[Items from a data source]

┏━━

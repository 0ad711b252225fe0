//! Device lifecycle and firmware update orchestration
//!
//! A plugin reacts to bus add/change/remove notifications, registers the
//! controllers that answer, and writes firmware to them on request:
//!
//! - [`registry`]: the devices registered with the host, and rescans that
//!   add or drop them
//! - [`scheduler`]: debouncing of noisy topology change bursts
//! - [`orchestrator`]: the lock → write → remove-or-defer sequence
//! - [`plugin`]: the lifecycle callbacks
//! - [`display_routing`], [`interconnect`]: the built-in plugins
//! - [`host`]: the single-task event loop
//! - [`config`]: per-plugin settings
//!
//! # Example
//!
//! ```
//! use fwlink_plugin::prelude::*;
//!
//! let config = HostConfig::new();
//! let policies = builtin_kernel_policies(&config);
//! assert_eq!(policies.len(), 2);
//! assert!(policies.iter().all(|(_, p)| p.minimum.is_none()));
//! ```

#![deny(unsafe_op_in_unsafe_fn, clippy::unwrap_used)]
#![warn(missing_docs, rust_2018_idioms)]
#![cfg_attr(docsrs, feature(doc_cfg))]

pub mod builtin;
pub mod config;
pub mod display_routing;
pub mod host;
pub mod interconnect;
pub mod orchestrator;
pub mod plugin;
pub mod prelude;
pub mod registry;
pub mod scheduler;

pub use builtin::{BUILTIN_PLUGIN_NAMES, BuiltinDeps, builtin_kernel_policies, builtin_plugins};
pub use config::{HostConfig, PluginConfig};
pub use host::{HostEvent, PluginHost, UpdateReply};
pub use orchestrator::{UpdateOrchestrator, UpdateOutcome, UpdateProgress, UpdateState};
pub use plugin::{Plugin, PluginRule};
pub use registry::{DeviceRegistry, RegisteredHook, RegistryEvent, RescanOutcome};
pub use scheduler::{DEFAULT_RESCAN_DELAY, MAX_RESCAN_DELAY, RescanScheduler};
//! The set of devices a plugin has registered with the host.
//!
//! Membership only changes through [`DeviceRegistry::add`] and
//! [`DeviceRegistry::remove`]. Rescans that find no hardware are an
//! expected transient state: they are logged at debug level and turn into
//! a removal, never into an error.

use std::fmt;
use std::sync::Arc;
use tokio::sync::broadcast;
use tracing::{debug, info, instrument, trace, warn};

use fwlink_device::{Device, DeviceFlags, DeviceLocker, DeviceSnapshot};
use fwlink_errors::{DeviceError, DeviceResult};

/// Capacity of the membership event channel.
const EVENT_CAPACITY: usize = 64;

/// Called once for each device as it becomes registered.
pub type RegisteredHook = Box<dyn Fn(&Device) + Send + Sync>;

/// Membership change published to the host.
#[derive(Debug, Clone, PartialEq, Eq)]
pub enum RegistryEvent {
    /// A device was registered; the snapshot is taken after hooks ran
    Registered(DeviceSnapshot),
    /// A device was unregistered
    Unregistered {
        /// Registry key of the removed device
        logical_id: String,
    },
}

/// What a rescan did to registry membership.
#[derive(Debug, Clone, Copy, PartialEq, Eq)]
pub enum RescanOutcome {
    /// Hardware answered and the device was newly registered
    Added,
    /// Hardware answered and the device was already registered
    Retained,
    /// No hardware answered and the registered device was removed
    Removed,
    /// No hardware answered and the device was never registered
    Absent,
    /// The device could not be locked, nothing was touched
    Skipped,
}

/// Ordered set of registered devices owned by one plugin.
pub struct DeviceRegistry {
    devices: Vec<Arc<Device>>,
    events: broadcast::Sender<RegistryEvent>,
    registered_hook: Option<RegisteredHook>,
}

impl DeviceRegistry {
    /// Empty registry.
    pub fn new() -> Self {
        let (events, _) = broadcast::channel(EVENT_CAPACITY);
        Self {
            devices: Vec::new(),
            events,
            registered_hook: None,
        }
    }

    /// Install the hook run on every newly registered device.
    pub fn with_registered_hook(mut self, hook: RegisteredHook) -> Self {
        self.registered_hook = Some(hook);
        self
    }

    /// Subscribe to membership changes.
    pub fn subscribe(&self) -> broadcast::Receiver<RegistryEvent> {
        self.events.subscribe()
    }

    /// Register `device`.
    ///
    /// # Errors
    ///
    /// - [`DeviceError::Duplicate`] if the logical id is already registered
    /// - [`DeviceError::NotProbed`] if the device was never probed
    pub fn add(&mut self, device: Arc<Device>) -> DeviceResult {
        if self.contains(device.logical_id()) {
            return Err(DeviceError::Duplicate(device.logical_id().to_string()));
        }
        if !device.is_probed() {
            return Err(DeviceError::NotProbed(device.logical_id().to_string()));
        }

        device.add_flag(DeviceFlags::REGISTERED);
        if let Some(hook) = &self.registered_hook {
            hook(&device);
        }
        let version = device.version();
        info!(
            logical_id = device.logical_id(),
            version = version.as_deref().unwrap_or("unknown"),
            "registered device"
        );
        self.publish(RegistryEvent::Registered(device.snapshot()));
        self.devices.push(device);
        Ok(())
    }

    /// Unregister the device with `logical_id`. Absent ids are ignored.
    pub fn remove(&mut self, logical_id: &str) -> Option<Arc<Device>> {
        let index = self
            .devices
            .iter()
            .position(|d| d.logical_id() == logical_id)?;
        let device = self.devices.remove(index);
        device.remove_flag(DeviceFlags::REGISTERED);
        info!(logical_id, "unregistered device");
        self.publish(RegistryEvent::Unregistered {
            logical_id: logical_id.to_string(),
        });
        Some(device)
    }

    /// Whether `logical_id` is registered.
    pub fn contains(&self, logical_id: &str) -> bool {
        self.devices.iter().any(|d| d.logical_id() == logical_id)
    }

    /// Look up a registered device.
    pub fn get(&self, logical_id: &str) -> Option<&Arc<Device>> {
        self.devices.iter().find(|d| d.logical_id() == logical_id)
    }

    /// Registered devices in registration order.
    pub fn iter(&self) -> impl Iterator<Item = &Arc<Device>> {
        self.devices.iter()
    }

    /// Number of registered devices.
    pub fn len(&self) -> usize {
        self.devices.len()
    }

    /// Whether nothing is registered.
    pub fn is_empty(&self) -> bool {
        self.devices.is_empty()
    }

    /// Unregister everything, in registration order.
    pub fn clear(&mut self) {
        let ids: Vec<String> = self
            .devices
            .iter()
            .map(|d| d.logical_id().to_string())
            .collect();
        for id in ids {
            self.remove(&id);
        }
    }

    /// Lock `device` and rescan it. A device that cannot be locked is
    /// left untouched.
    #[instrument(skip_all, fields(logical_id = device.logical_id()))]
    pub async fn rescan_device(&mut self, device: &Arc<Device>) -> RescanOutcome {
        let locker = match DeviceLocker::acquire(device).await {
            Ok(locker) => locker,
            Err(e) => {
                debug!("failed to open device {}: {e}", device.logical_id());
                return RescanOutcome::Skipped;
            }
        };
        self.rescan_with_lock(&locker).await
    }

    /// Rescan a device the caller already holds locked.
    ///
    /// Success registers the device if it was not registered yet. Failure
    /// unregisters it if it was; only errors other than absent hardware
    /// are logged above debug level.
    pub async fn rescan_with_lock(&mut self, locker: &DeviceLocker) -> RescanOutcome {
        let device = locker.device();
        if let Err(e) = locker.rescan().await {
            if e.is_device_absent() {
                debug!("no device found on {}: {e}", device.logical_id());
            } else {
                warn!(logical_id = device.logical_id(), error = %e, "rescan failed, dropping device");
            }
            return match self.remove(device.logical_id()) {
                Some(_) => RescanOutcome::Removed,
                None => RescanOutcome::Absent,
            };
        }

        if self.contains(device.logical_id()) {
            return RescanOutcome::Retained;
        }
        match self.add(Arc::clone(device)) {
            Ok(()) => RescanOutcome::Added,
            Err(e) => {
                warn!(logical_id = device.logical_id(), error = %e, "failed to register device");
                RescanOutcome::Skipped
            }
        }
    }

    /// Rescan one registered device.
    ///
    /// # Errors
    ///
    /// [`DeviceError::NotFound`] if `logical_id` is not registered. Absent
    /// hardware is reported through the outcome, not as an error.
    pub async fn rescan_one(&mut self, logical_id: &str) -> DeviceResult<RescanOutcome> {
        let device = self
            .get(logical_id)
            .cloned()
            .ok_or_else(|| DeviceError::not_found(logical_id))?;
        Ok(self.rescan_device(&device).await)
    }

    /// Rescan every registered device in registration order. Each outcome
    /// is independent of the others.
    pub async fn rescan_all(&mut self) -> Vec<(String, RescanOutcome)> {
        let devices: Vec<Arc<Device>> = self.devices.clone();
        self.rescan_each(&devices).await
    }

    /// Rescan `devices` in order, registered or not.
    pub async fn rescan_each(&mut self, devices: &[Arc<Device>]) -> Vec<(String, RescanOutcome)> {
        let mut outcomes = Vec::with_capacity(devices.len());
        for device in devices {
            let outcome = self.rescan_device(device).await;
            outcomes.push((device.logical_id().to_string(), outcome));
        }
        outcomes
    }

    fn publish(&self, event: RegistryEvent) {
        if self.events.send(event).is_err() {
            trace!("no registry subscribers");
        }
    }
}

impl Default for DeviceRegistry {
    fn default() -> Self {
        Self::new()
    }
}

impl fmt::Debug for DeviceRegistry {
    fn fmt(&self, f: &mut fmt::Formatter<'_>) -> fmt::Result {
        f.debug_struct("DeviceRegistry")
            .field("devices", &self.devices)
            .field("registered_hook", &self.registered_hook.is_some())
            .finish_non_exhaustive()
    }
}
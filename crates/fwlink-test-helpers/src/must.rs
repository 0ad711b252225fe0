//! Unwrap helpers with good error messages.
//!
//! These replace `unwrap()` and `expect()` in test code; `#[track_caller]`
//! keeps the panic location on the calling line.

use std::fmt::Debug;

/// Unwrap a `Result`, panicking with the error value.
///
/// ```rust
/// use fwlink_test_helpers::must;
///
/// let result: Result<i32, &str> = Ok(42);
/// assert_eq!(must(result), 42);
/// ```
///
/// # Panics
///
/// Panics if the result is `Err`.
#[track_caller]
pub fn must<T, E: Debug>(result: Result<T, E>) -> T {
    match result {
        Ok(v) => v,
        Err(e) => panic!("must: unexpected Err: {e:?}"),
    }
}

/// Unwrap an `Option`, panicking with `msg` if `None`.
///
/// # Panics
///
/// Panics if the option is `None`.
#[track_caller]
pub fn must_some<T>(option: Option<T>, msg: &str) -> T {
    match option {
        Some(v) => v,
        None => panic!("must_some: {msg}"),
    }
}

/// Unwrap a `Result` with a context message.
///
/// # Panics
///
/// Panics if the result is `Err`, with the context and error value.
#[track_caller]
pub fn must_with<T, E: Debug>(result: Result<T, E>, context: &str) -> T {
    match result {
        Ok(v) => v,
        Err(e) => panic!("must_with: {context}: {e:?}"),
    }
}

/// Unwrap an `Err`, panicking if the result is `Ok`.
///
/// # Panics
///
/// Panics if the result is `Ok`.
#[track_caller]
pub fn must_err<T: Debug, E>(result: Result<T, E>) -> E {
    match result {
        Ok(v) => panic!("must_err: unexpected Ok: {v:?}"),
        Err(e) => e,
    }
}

┗━━

Please give only the number of lines above that contain the word "bool".

* [Response to this task] 2